Transcribe the following entries word for word. End with the line where "RagConfig::from_file(&path)" appears.
========
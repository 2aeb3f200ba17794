//! Interactive RAG over a local folder
//!
//! Run with: cargo run -p local-rag -- --data-dir ./data

use anyhow::Context;
use clap::Parser;
use console::style;
use indicatif::{ProgressBar, ProgressStyle};
use std::path::PathBuf;
use tracing_subscriber::{layer::SubscriberExt, util::SubscriberInitExt};

use local_rag::config::{QueryErrorPolicy, RagConfig};
use local_rag::index::{SentenceSplitter, VectorStoreIndex};
use local_rag::loader::DirectoryReader;
use local_rag::providers::{EmbeddingProvider, OllamaProvider};
use local_rag::repl::{exit_on_interrupt, LoopExit, Repl, TerminalReader};

#[derive(Debug, Parser)]
#[command(name = "local-rag", version, about = "Ask questions about local documents using Ollama models")]
struct Cli {
    /// TOML config file (defaults to the user config dir if present)
    #[arg(short, long)]
    config: Option<PathBuf>,

    /// Directory of documents to index
    #[arg(short, long)]
    data_dir: Option<PathBuf>,

    /// Descend into subdirectories of the data directory
    #[arg(long)]
    recursive: bool,

    /// Ollama base URL
    #[arg(long)]
    ollama_url: Option<String>,

    /// Embedding model
    #[arg(long)]
    embed_model: Option<String>,

    /// Generation model
    #[arg(short, long)]
    model: Option<String>,

    /// Number of chunks retrieved per question
    #[arg(short = 'k', long)]
    top_k: Option<usize>,

    /// What to do when a query fails
    #[arg(long, value_enum)]
    on_error: Option<QueryErrorPolicy>,

    /// Print retrieved sources after each answer
    #[arg(long)]
    show_sources: bool,

    /// Verbose logging (debug level)
    #[arg(short, long)]
    verbose: bool,
}

impl Cli {
    /// Defaults < config file < flags
    fn load_config(&self) -> anyhow::Result<RagConfig> {
        let path = self
            .config
            .clone()
            .or_else(|| RagConfig::default_path().filter(|p| p.is_file()));

        let mut config = match path {
            Some(path) => {
                tracing::info!("Loading config from {}", path.display());
                RagConfig::from_file(&path)
                    .with_context(|| format!("failed to read config {}", path.display()))?
            }
            None => RagConfig::default(),
        };

        if let Some(dir) = &self.data_dir {
            config.data.dir = dir.clone();
        }
        if self.recursive {
            config.data.recursive = true;
        }
        if let Some(url) = &self.ollama_url {
            config.ollama.base_url = url.trim_end_matches('/').to_string();
        }
        if let Some(model) = &self.embed_model {
            config.ollama.embed_model = model.clone();
        }
        if let Some(model) = &self.model {
            config.ollama.generate_model = model.clone();
        }
        if let Some(top_k) = self.top_k {
            config.query.similarity_top_k = top_k;
        }
        if let Some(policy) = self.on_error {
            config.repl.on_error = policy;
        }
        if self.show_sources {
            config.repl.show_sources = true;
        }

        config.validate().context("invalid configuration")?;
        Ok(config)
    }
}

fn init_tracing(verbose: bool) {
    let default_filter = if verbose { "local_rag=debug" } else { "local_rag=info" };

    tracing_subscriber::registry()
        .with(
            tracing_subscriber::EnvFilter::try_from_default_env()
                .unwrap_or_else(|_| default_filter.into()),
        )
        .with(tracing_subscriber::fmt::layer().with_writer(std::io::stderr))
        .init();
}

fn main() -> anyhow::Result<()> {
    let cli = Cli::parse();
    init_tracing(cli.verbose);

    let config = cli.load_config()?;
    exit_on_interrupt().context("failed to install Ctrl-C handler")?;

    eprintln!(
        "{} {}",
        style("local-rag").bold().cyan(),
        style(format!(
            "({} + {} via {})",
            config.ollama.generate_model, config.ollama.embed_model, config.ollama.base_url
        ))
        .dim()
    );

    // 1. Load documents
    let documents = DirectoryReader::from_config(&config.data)
        .load_data()
        .context("failed to load documents")?;
    tracing::info!("Loaded {} documents", documents.len());

    // 2. Model clients
    let provider = OllamaProvider::new(&config.ollama).context("failed to create Ollama client")?;
    if !provider.embedder().health_check()? {
        tracing::warn!("Ollama not available at {}", config.ollama.base_url);
        tracing::warn!("Please start Ollama and pull the models:");
        tracing::warn!("  1. Start: ollama serve");
        tracing::warn!(
            "  2. Pull models: ollama pull {} && ollama pull {}",
            config.ollama.embed_model,
            config.ollama.generate_model
        );
    }

    // 3. Build the index
    let splitter = SentenceSplitter::from_config(&config.chunking)?;
    let progress = ProgressBar::new(0).with_style(
        ProgressStyle::with_template("{spinner} Embedding [{bar:40}] {pos}/{len} nodes")?
            .progress_chars("=> "),
    );
    let index = VectorStoreIndex::from_documents(
        &documents,
        &splitter,
        provider.embedder(),
        config.chunking.embed_batch_size,
        &progress,
    )
    .context("failed to build index")?;
    tracing::info!("Index ready: {} nodes", index.node_count());

    // 4. Query loop
    let engine = index.as_query_engine(provider.embedder(), provider.llm(), &config.query);
    let reader = TerminalReader::new().context("failed to open terminal")?;
    let summary = Repl::new(reader, std::io::stdout(), &engine, config.repl.clone()).run()?;

    if summary.exit == LoopExit::Interrupted {
        tracing::debug!("Stopped by interrupt");
    }

    Ok(())
}
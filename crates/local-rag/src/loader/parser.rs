//! Multi-format file parser

use sha2::{Digest, Sha256};

use crate::error::{Error, Result};
use crate::types::FileType;

/// Parsed file with extracted text
#[derive(Debug, Clone)]
pub struct ParsedDocument {
    /// File type
    pub file_type: FileType,
    /// Extracted text content
    pub content: String,
    /// Content hash
    pub content_hash: String,
    /// Page-level content; empty for formats without pages
    pub pages: Vec<PageContent>,
}

/// Content from a single page
#[derive(Debug, Clone)]
pub struct PageContent {
    /// Page number (1-indexed)
    pub page_number: u32,
    /// Text content of the page
    pub content: String,
    /// Character offset in full document
    pub char_offset: usize,
}

/// Multi-format file parser
pub struct FileParser;

impl FileParser {
    /// Parse a file based on its extension
    ///
    /// Unrecognized extensions are read as (lossy) UTF-8 text.
    pub fn parse(filename: &str, data: &[u8]) -> Result<ParsedDocument> {
        let extension = std::path::Path::new(filename)
            .extension()
            .map(|e| e.to_string_lossy().to_lowercase())
            .unwrap_or_default();

        match FileType::from_extension(&extension) {
            FileType::Pdf => Self::parse_pdf(filename, data),
            FileType::Docx => Self::parse_docx(filename, data),
            FileType::Html => Self::parse_html(filename, data),
            FileType::Csv => Self::parse_csv(filename, data),
            file_type => Ok(Self::parse_text(data, file_type)),
        }
    }

    /// Parse PDF document page by page
    fn parse_pdf(filename: &str, data: &[u8]) -> Result<ParsedDocument> {
        let doc = lopdf::Document::load_mem(data)
            .map_err(|e| Error::file_parse(filename, format!("Failed to load PDF: {}", e)))?;

        let mut content = String::new();
        let mut pages = Vec::new();

        for page_number in doc.get_pages().keys() {
            let text = match doc.extract_text(&[*page_number]) {
                Ok(text) => cleanup_pdf_text(&text),
                Err(e) => {
                    tracing::debug!("Could not extract page {} of {}: {}", page_number, filename, e);
                    continue;
                }
            };

            if text.trim().is_empty() {
                continue;
            }

            pages.push(PageContent {
                page_number: *page_number,
                content: text.clone(),
                char_offset: content.chars().count(),
            });
            content.push_str(&text);
            content.push('\n');
        }

        if pages.is_empty() {
            // Some encodings defeat lopdf's per-page extraction
            tracing::warn!("Per-page extraction found no text in {}, trying whole-document pass", filename);
            let text = pdf_extract::extract_text_from_mem(data)
                .map_err(|e| Error::file_parse(filename, e.to_string()))?;
            content = cleanup_pdf_text(&text);
        }

        if content.trim().is_empty() {
            return Err(Error::file_parse(
                filename,
                "No text content could be extracted from PDF",
            ));
        }

        Ok(ParsedDocument {
            file_type: FileType::Pdf,
            content_hash: hash_content(&content),
            content,
            pages,
        })
    }

    /// Parse DOCX document
    fn parse_docx(filename: &str, data: &[u8]) -> Result<ParsedDocument> {
        let doc = docx_rs::read_docx(data)
            .map_err(|e| Error::file_parse(filename, e.to_string()))?;

        let mut content = String::new();

        for child in doc.document.children {
            if let docx_rs::DocumentChild::Paragraph(p) = child {
                for child in p.children {
                    if let docx_rs::ParagraphChild::Run(run) = child {
                        for child in run.children {
                            if let docx_rs::RunChild::Text(t) = child {
                                content.push_str(&t.text);
                            }
                        }
                    }
                }
                content.push('\n');
            }
        }

        Ok(ParsedDocument {
            file_type: FileType::Docx,
            content_hash: hash_content(&content),
            content,
            pages: Vec::new(),
        })
    }

    /// Parse HTML document (visible body text)
    fn parse_html(filename: &str, data: &[u8]) -> Result<ParsedDocument> {
        let html = String::from_utf8_lossy(data);
        let document = scraper::Html::parse_document(&html);
        let body_selector = scraper::Selector::parse("body")
            .map_err(|e| Error::file_parse(filename, e.to_string()))?;

        let mut content = String::new();
        let root = document
            .select(&body_selector)
            .next()
            .unwrap_or_else(|| document.root_element());

        for text in root.text() {
            let trimmed = text.trim();
            if !trimmed.is_empty() {
                if !content.is_empty() {
                    content.push(' ');
                }
                content.push_str(trimmed);
            }
        }

        Ok(ParsedDocument {
            file_type: FileType::Html,
            content_hash: hash_content(&content),
            content,
            pages: Vec::new(),
        })
    }

    /// Parse CSV file into `a | b | c` rows; a malformed row fails the parse
    fn parse_csv(filename: &str, data: &[u8]) -> Result<ParsedDocument> {
        let mut reader = csv::Reader::from_reader(data);
        let mut content = String::new();

        let headers = reader
            .headers()
            .map_err(|e| Error::file_parse(filename, e.to_string()))?;
        content.push_str(&headers.iter().collect::<Vec<_>>().join(" | "));
        content.push('\n');

        for record in reader.records() {
            let record = record.map_err(|e| Error::file_parse(filename, e.to_string()))?;
            content.push_str(&record.iter().collect::<Vec<_>>().join(" | "));
            content.push('\n');
        }

        Ok(ParsedDocument {
            file_type: FileType::Csv,
            content_hash: hash_content(&content),
            content,
            pages: Vec::new(),
        })
    }

    /// Parse plain text, markdown, code, or an unknown format
    fn parse_text(data: &[u8], file_type: FileType) -> ParsedDocument {
        let content = String::from_utf8_lossy(data).to_string();

        ParsedDocument {
            file_type,
            content_hash: hash_content(&content),
            content,
            pages: Vec::new(),
        }
    }
}

/// Normalize typographic characters and drop blank lines from PDF text
fn cleanup_pdf_text(text: &str) -> String {
    text.replace('\0', "")
        .replace(['\u{2010}', '\u{2011}', '\u{2013}'], "-")
        .replace('\u{2014}', "--")
        .replace(['\u{2018}', '\u{2019}'], "'")
        .replace(['\u{201C}', '\u{201D}'], "\"")
        .replace('\u{2022}', "* ")
        .replace('\u{2026}', "...")
        .replace('\u{00A0}', " ")
        .replace('\u{FB01}', "fi")
        .replace('\u{FB02}', "fl")
        .replace('\u{FB00}', "ff")
        .lines()
        .map(|l| l.trim())
        .filter(|l| !l.is_empty())
        .collect::<Vec<_>>()
        .join("\n")
}

/// SHA-256 of the content, hex encoded
fn hash_content(content: &str) -> String {
    let mut hasher = Sha256::new();
    hasher.update(content.as_bytes());
    format!("{:x}", hasher.finalize())
}

/// In-memory PDF and DOCX files for tests
#[cfg(test)]
pub(crate) mod fixtures {
    use lopdf::content::{Content, Operation};
    use lopdf::{dictionary, Object, Stream};

    /// PDF with one page per entry; an empty entry gives a page with no text
    pub(crate) fn pdf(pages: &[&str]) -> Vec<u8> {
        let mut doc = lopdf::Document::with_version("1.5");
        let pages_id = doc.new_object_id();
        let font_id = doc.add_object(dictionary! {
            "Type" => "Font",
            "Subtype" => "Type1",
            "BaseFont" => "Courier",
        });
        let resources_id = doc.add_object(dictionary! {
            "Font" => dictionary! { "F1" => font_id },
        });

        let mut kids: Vec<Object> = Vec::new();
        for text in pages {
            let operations = if text.is_empty() {
                Vec::new()
            } else {
                vec![
                    Operation::new("BT", vec![]),
                    Operation::new("Tf", vec!["F1".into(), 24.into()]),
                    Operation::new("Td", vec![72.into(), 700.into()]),
                    Operation::new("Tj", vec![Object::string_literal(*text)]),
                    Operation::new("ET", vec![]),
                ]
            };
            let content = Content { operations }.encode().unwrap();
            let content_id = doc.add_object(Stream::new(dictionary! {}, content));
            let page_id = doc.add_object(dictionary! {
                "Type" => "Page",
                "Parent" => pages_id,
                "Contents" => content_id,
                "Resources" => resources_id,
            });
            kids.push(page_id.into());
        }

        doc.objects.insert(
            pages_id,
            Object::Dictionary(dictionary! {
                "Type" => "Pages",
                "Count" => pages.len() as i64,
                "Kids" => kids,
                "MediaBox" => vec![0.into(), 0.into(), 595.into(), 842.into()],
            }),
        );
        let catalog_id = doc.add_object(dictionary! {
            "Type" => "Catalog",
            "Pages" => pages_id,
        });
        doc.trailer.set("Root", catalog_id);

        let mut buf = Vec::new();
        doc.save_to(&mut buf).unwrap();
        buf
    }

    /// DOCX with one paragraph per entry
    pub(crate) fn docx(paragraphs: &[&str]) -> Vec<u8> {
        let mut docx = docx_rs::Docx::new();
        for text in paragraphs {
            docx = docx.add_paragraph(
                docx_rs::Paragraph::new().add_run(docx_rs::Run::new().add_text(*text)),
            );
        }

        let mut cursor = std::io::Cursor::new(Vec::new());
        docx.build().pack(&mut cursor).unwrap();
        cursor.into_inner()
    }
}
========
- Solved exercise -
repository 2aeb3f200ba17794
//! Interactive RAG over a local folder
//!
//! Run with: cargo run -p local-rag -- --data-dir ./data

use anyhow::Context;
use clap::Parser;
use console::style;
use indicatif::{ProgressBar, ProgressStyle};
use std::path::PathBuf;
use tracing_subscriber::{layer::SubscriberExt, util::SubscriberInitExt};

use local_rag::config::{QueryErrorPolicy, RagConfig};
use local_rag::index::{SentenceSplitter, VectorStoreIndex};
use local_rag::loader::DirectoryReader;
use local_rag::providers::{EmbeddingProvider, OllamaProvider};
use local_rag::repl::{exit_on_interrupt, LoopExit, Repl, TerminalReader};

#[derive(Debug, Parser)]
#[command(name = "local-rag", version, about = "Ask questions about local documents using Ollama models")]
struct Cli {
    /// TOML config file (defaults to the user config dir if present)
    #[arg(short, long)]
    config: Option<PathBuf>,

    /// Directory of documents to index
    #[arg(short, long)]
    data_dir: Option<PathBuf>,

    /// Descend into subdirectories of the data directory
    #[arg(long)]
    recursive: bool,

    /// Ollama base URL
    #[arg(long)]
    ollama_url: Option<String>,

    /// Embedding model
    #[arg(long)]
    embed_model: Option<String>,

    /// Generation model
    #[arg(short, long)]
    model: Option<String>,

    /// Number of chunks retrieved per question
    #[arg(short = 'k', long)]
    top_k: Option<usize>,

    /// What to do when a query fails
    #[arg(long, value_enum)]
    on_error: Option<QueryErrorPolicy>,

    /// Print retrieved sources after each answer
    #[arg(long)]
    show_sources: bool,

    /// Verbose logging (debug level)
    #[arg(short, long)]
    verbose: bool,
}

impl Cli {
    /// Defaults < config file < flags
    fn load_config(&self) -> anyhow::Result<RagConfig> {
        let path = self
            .config
            .clone()
            .or_else(|| RagConfig::default_path().filter(|p| p.is_file()));

        let mut config = match path {
            Some(path) => {
                tracing::info!("Loading config from {}", path.display());
                RagConfig::from_file(&path)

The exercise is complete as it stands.